The basic fact of the application of both regimes.

The pandemic leads us to a situation typical of science fiction literature1. No one had foreseen that this year we would find ourselves in a panorama of restricted freedoms and alteration of our family and economic relationships such as that imposed by this scourge. Obviously, the pandemic and the State's policies to combat it have a direct impact on the Law, especially on the treatment that is opened against previously concluded contracts2.

Faced with the natural phenomenon that harasses us, the professionals of the Law (Jurists, Judges, lawyers), we immediately tend to frame the situation within the institute of Act of God3.

Now, in classical Roman law, it was considered that the unpredictable or inevitable fact to exempt the debtor from his responsibility should cause the absolute impossibility of compliance.
It happens that there are assumptions where the unpredictable or inevitable fact does not prevent compliance, but rather makes it excessively onerous. This concept implies an imbalance in the benefits of the parties because, in bilateral contracts, they have given their consent contemplating the balance of value (which is a subjective concept of each) between what they give and what they receive.

For these assumptions, the medieval Canon Law (many of whose institutions were incorporated into Civil Law) elaborated the so-called "Theory of Unpredictability" whose basis is to interpret the will of the parties. It was said that although contracts are concluded to fulfill them ("pacta sum servanda" principle), this is so as long as the conditions in which the contract was concluded do not vary in such a magnitude that it could not have been foreseen ("rebus sic principle"). standibus ”)4. If this occurs the affected party who can comply, but doing so involves an extraordinary loss that could not be foreseen, you can request the termination of the contract. This theory was applied by European jurisprudence and then elaborated by German doctrine giving rise to what was called the "presupposition or basis of the legal business". It affirms that those who conclude a contract think and act based on a given situation, which is why, if during the life of the contract there is an alteration of the facts outside the parties and that they could not foresee, it could happen that the contract, to be executed in the same conditions, completely lose its original meaning and have totally different consequences from those that the parties had planned or should reasonably have planned5.

In summary, if an unforeseeable or unavoidable event occurs, it must be analyzed, in each case, which of the two institutes commented affect the life of the contract: a) if the unforeseeable event absolutely prevents the fulfillment of the obligation, we will be before a Case Fortuitous as an exemption from the debtor's imputability and the debtor can be released requesting the termination of the contract; b) if it does not prevent compliance with the obligation but makes it excessively onerous, the Theory of Unpredictability is applied and the debtor can request the resolution but opens the possibility of readjusting the benefits.

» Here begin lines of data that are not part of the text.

//! Visited-country lookup for the world map legend and profile pages.

use std::collections::BTreeSet;

use crate::Country;

/// Alternate spellings the map data uses for a few countries
const ALIASES: &[(&str, &[&str])] = &[
    ("fra", &["fra", "fr", "france"]),
    ("deu", &["deu", "de", "germany"]),
    ("esp", &["esp", "es", "spain"]),
    ("jpn", &["jpn", "jp", "japan"]),
    ("mar", &["mar", "ma", "morocco"]),
];

/// Lowercased ISO codes of the countries a user has visited
#[derive(Debug, Clone, PartialEq, Default)]
pub struct VisitedCountries {
    codes: BTreeSet<String>,
}

impl VisitedCountries {
    pub fn from_countries<'a>(countries: impl IntoIterator<Item = &'a Country>) -> Self {
        let codes = countries
            .into_iter()
            .map(|country| country.code_iso.trim().to_lowercase())
            .filter(|code| !code.is_empty())
            .collect();
        Self { codes }
    }

    pub fn len(&self) -> usize {
        self.codes.len()
    }

    pub fn is_empty(&self) -> bool {
        self.codes.is_empty()
    }

    /// Whether a map feature's country code counts as visited, either
    /// directly or through the alias table
    pub fn contains(&self, code: &str) -> bool {
        let code = code.trim().to_lowercase();
        if code.is_empty() {
            return false;
        }
        if self.codes.contains(&code) {
            return true;
        }
        ALIASES.iter().any(|(standard, variations)| {
            variations.contains(&code.as_str()) && self.codes.contains(*standard)
        })
    }
}

/// Visited countries sorted by name, without duplicates
pub fn sorted_by_name(countries: &[Country]) -> Vec<Country> {
    let mut seen = BTreeSet::new();
    let mut unique: Vec<Country> = countries
        .iter()
        .filter(|country| seen.insert(country.code_iso.to_lowercase()))
        .cloned()
        .collect();
    unique.sort_by(|a, b| a.nom.to_lowercase().cmp(&b.nom.to_lowercase()));
    unique
}

#[cfg(test)]
mod tests {
    use super::*;

    fn country(code: &str, nom: &str) -> Country {
        Country {
            code_iso: code.to_string(),
            nom: nom.to_string(),
        }
    }

    #[test]
    fn test_direct_match_is_case_insensitive() {
        let visited = VisitedCountries::from_countries(&[country("IT", "Italie")]);
        assert!(visited.contains("it"));
        assert!(visited.contains("IT"));
        assert!(!visited.contains("es"));
        assert!(!visited.contains(""));
    }

    #[test]
    fn test_aliases_resolve_to_standard_code() {
        let visited = VisitedCountries::from_countries(&[country("FRA", "France")]);
        assert!(visited.contains("FR"));
        assert!(visited.contains("france"));
        assert!(!visited.contains("de"));
    }

    #[test]
    fn test_sorted_by_name_dedups() {
        let countries = vec![
            country("JP", "Japon"),
            country("FR", "France"),
            country("jp", "Japon"),
        ];
        let names: Vec<String> = sorted_by_name(&countries).into_iter().map(|c| c.nom).collect();
        assert_eq!(names, vec!["France", "Japon"]);
    }
}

It should be borne in mind that this last possibility has been regulated in various ways in the previous Civil Code and in the Civil and Commercial Code that now governs us.

During the validity of the Civil Code, Velez had not foreseen the Theory of Imprevision, but the jurisprudence applied it. In the 1968 reform, it was introduced in article 1198, allowing the affected debtor to invoke it to resolve the contract, and the other party could offer the readjustment6.

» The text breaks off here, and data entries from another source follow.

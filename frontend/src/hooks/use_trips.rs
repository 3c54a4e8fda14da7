use std::rc::Rc;

use shared::{distinct_visited_places, ApiError, DistinctVisitedPlace, Trip};
use uuid::Uuid;
use wasm_bindgen_futures::spawn_local;
use yew::prelude::*;

use crate::services::api::ApiClient;
use crate::services::logging::Logger;

#[derive(Clone, PartialEq)]
pub struct TripsState {
    pub trips: Rc<Vec<Trip>>,
    /// Derived from `trips`, rebuilt whenever the list changes
    pub visited_places: Rc<Vec<DistinctVisitedPlace>>,
    pub loading: bool,
    pub error: Option<ApiError>,
}

pub struct UseTripsResult {
    pub state: TripsState,
    pub actions: UseTripsActions,
}

#[derive(Clone, PartialEq)]
pub struct UseTripsActions {
    pub refresh_trips: Callback<()>,
    pub delete_trip: Callback<Uuid>,
}

#[hook]
pub fn use_trips(api_client: &ApiClient, on_unauthorized: Callback<()>) -> UseTripsResult {
    let trips = use_state(|| Rc::new(Vec::<Trip>::new()));
    let loading = use_state(|| true);
    let error = use_state(|| Option::<ApiError>::None);

    let visited_places = use_memo((*trips).clone(), |trips| distinct_visited_places(trips));

    let refresh_trips = {
        let api_client = api_client.clone();
        let trips = trips.clone();
        let loading = loading.clone();
        let error = error.clone();
        let on_unauthorized = on_unauthorized.clone();

        use_callback(api_client.clone(), move |_: (), _| {
            let api_client = api_client.clone();
            let trips = trips.clone();
            let loading = loading.clone();
            let error = error.clone();
            let on_unauthorized = on_unauthorized.clone();

            spawn_local(async move {
                loading.set(true);

                match api_client.list_trips().await {
                    Ok(data) => {
                        Logger::debug_with_component("trips", &format!("Loaded {} trips", data.len()));
                        error.set(None);
                        trips.set(Rc::new(data));
                    }
                    Err(e) if e.is_unauthorized() => on_unauthorized.emit(()),
                    Err(e) => {
                        Logger::error_with_component("trips", &format!("Failed to fetch trips: {}", e));
                        error.set(Some(e));
                    }
                }

                loading.set(false);
            });
        })
    };

    let delete_trip = {
        let error = error.clone();
        let on_unauthorized = on_unauthorized.clone();

        use_callback((api_client.clone(), trips.clone()), move |trip_id: Uuid, (api_client, trips)| {
            let api_client = api_client.clone();
            let trips = trips.clone();
            let error = error.clone();
            let on_unauthorized = on_unauthorized.clone();

            spawn_local(async move {
                match api_client.delete_trip(trip_id).await {
                    Ok(()) => {
                        Logger::info_with_component("trips", &format!("🗑️ Deleted trip {}", trip_id));
                        let remaining: Vec<Trip> = trips.iter().filter(|t| t.id != trip_id).cloned().collect();
                        trips.set(Rc::new(remaining));
                    }
                    Err(e) if e.is_unauthorized() => on_unauthorized.emit(()),
                    Err(e) => {
                        Logger::error_with_component("trips", &format!("Failed to delete trip: {}", e));
                        error.set(Some(e));
                    }
                }
            });
        })
    };

    // Load trips whenever the client (and so the token) changes
    use_effect_with(api_client.clone(), {
        let refresh_trips = refresh_trips.clone();
        move |_| {
            refresh_trips.emit(());
            || ()
        }
    });

    let state = TripsState {
        trips: (*trips).clone(),
        visited_places,
        loading: *loading,
        error: (*error).clone(),
    };

    let actions = UseTripsActions {
        refresh_trips,
        delete_trip,
    };

    UseTripsResult { state, actions }
}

CCC establishes the option of the injured debtor between terminating the contract or requesting the readjustment, not to mention the possibility of the defendant to offer the readjustment before a request for resolution (art. 1091 CCC)


There is no doubt that the pandemic caused by the Covid19 virus has the characteristics of an unpredictable and inevitable event, but this in itself does not imply that all the obligations contracted prior to its appearance are affected in the same way.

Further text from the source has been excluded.